Page 84 of Dead Fall

Meeting the older woman’s eye, Cassie said, ‘You know you can tell me anything you want to. In total confidence.’

Chrysanthi started talking, the words spooling out of her gratefully. When it had become clear to her that George had killed their daughter, she said, she’d faced a choice: hope that the police would find enough evidence to ensure he was punished, or take matters into her own hands.

‘The police had failed my darling daughter from the very first day,’ she said. ‘How could I trust them to get justice for her? And I had her memory to think of. I couldn’t let the whole world drag her name through the mud, for her parents’ sins to be visited on her.’

‘Her father’s sin,’ said Cassie gently. ‘You mean that so long as George was alive the whole story of Bronte’s parentage might still have come out?’

Chrysanthi nodded. After a lifetime protecting her daughter from the truth about her birth, she was driven to protect her memory in death.

‘Once he saw that I had realised his guilt, it would only have been a matter of time before he ran away, disappeared into some hidey-hole overseas. Somewhere that doesn’t ask questions of the wealthy.’

‘And you feared that once he lost his nerve and ran, the police would be straight on to him, look into the Cyprus angle, and join the dots.’

Chrysanthi nodded, touching a crucifix at her neck. ‘There were people in our home village, people who had known my mother, who must have heard things. That after he took me from the care home in Larnaca, I had given birth to twins, and that we were living in England as .?.?. man and wife’ – her voice dropping to a whisper on the last words.

‘And in all these years nobody alerted the authorities? To report him as an abuser?’ Cassie couldn’t keep the outrage out of her voice.

Chrysanthi shook her head slowly. ‘Such a shameful thing would only be whispered. They would blame me as much as him. They would say that I should have resisted him.’

Cassie made a sound of angry disbelief.

‘When the detectives asked me about his death, I told them that in his grief over losing Sophia he had spoken repeatedly about destroying himself. They believed me.’

Cassie’s curiosity got the better of her. ‘But how .?.?.?’

Chrysanthi sighed. ‘There’s only one person in the world I could ask to deal with something like that. We grew up together in the children’s home and he came to London not long after I did. He’s like a brother to me. He didn’t know the whole story – what George did to me and my daughter. When I told him he just said, “I’ll take care of it.”’

Wow. Cassie wouldn’t mind having a mate like that.

Chrysanthi went to refresh the teapot, giving Cassie time to examine what she felt about her confession.
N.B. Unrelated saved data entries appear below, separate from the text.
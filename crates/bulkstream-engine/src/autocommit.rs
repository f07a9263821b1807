//! Stream mode: every object lands in the destination immediately with
//! autocommit. Row failures are reported but never undo prior rows.

use crate::abstract_stream::StreamCore;
use crate::adapter::SqlAdapter;
use crate::error::BulkError;
use crate::options::StreamOptions;
use crate::state::{StreamState, StreamStatus};
use crate::table_helper::TableHelper;
use crate::transactional::widen_columns;
use crate::BulkLoadStream;
use async_trait::async_trait;
use bulkstream_types::{Object, Table};
use std::sync::Arc;

pub struct AutoCommitStream {
    core: StreamCore,
    sql: Arc<dyn SqlAdapter>,
    helper: TableHelper,
    dst_table: Option<Table>,
    existing_table: Table,
}

impl AutoCommitStream {
    pub(crate) fn new(
        id: &str,
        sql: Arc<dyn SqlAdapter>,
        table_name: &str,
        options: StreamOptions,
    ) -> Self {
        // Declared primary keys turn per-row inserts into upserts, so
        // repeated runs keep keys unique.
        let merge = !options.primary_keys.is_empty();
        let core = StreamCore::new(id, table_name, options, merge, true);
        Self {
            core,
            sql,
            helper: TableHelper::new(),
            dst_table: None,
            existing_table: Table::default(),
        }
    }

    async fn init(&mut self) -> Result<(), BulkError> {
        if self.core.inited {
            return Ok(());
        }
        self.existing_table = self.sql.get_table_schema(&self.core.table_name).await?;
        self.core.inited = true;
        Ok(())
    }

    async fn consume_inner(&mut self, object: Object) -> Result<(), BulkError> {
        self.init().await?;
        self.core.track_event_time(&object);
        let sql = Arc::clone(&self.sql);
        let column_name = move |raw: &str| sql.column_name(raw);
        let (table_for_object, processed) = self.core.preprocess(object, &column_name)?;

        if self.core.options.schema_freeze {
            // Freeze against the destination when it exists. With no
            // destination yet, the first object discovers the schema
            // and later objects freeze against it.
            let baseline = if self.existing_table.exists() {
                Some(&self.existing_table)
            } else {
                self.dst_table.as_ref()
            };
            if let Some(baseline) = baseline {
                crate::transactional::reject_unknown_columns(&table_for_object, baseline)?;
            }
        }

        if self.dst_table.is_none() {
            self.dst_table = Some(table_for_object.clone());
        } else {
            let stringify = self.core.options.stringify_on_type_conflict;
            let dst = self.dst_table.as_mut().expect("checked above");
            widen_columns(dst, &table_for_object, &self.existing_table, stringify)?;
        }
        let desired = self.dst_table.clone().expect("destination descriptor set");
        let ensured = self
            .helper
            .ensure_table_with_caching(
                self.sql.as_ref(),
                &self.core.id,
                &desired,
                self.core.options.stringify_on_type_conflict,
            )
            .await?;
        self.dst_table = Some(ensured.clone());
        self.sql.insert(&ensured, self.core.merge, &processed).await
    }
}

#[async_trait]
impl BulkLoadStream for AutoCommitStream {
    async fn consume(&mut self, object: Object) -> (StreamState, Result<(), BulkError>) {
        if let Err(err) = self.core.check_active() {
            return (self.core.state.clone(), Err(err));
        }
        let result = self.consume_inner(object).await;
        // Non-transactional: the error is reported but the stream keeps
        // accepting rows.
        let result = self.core.post_consume(result, false);
        (self.core.state.clone(), result)
    }

    async fn complete(&mut self) -> (StreamState, Result<(), BulkError>) {
        if let Err(err) = self.core.check_active() {
            return (self.core.state.clone(), Err(err));
        }
        // Accepted rows are already committed; completing only
        // finalizes the state.
        self.core.post_complete(None)
    }

    async fn abort(&mut self) -> (StreamState, Result<(), BulkError>) {
        if self.core.state.status == StreamStatus::Aborted {
            return (self.core.state.clone(), Ok(()));
        }
        if let Err(err) = self.core.check_active() {
            return (self.core.state.clone(), Err(err));
        }
        self.helper.forget(&self.core.id);
        self.core.state.status = StreamStatus::Aborted;
        (self.core.state.clone(), Ok(()))
    }
}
Vigilantism. A nasty word for a sordid business, and not something she’d ever imagined herself approving of. The pathologist had clearly found no signs of George having fought his attacker. Maybe he’d had a gun to his head. Perhaps had even welcomed his punishment.

Either way, she found she gave zero fucks about George’s fate. Sure, he had loved his daughter, but when faced with the risk of exposure, he had put himself first and coldly planned her death. Even at the very last moment when she was clinging on for her life, no doubt begging him to save her, he could have relented and pulled her up.

Picturing her own dad’s lopsided smile, she experienced an unexpected rush of love for him so powerful that it snatched the breath from her throat.

*

That evening Cassie did something she’d been putting off, something that had been weighing on her mind. She was dreading it, but she detested unfinished business.

She walked straight past the queue of youngsters outside the club, their excitement hovering above them like a physical, palpable thing. Looking at the faces, she could see that several of the girls were under eighteen, no doubt using fake ID to get in. Reaching the head of the queue, she looked up at the display that read ‘SkAR: New Spring Residency!’ before scoping the bouncers for a familiar face. Nothing. But just then she saw him emerging from the foyer, the black guy who had checked on her that night. When he saw her he looked alarmed, and then resigned, like he’d been anticipating her return.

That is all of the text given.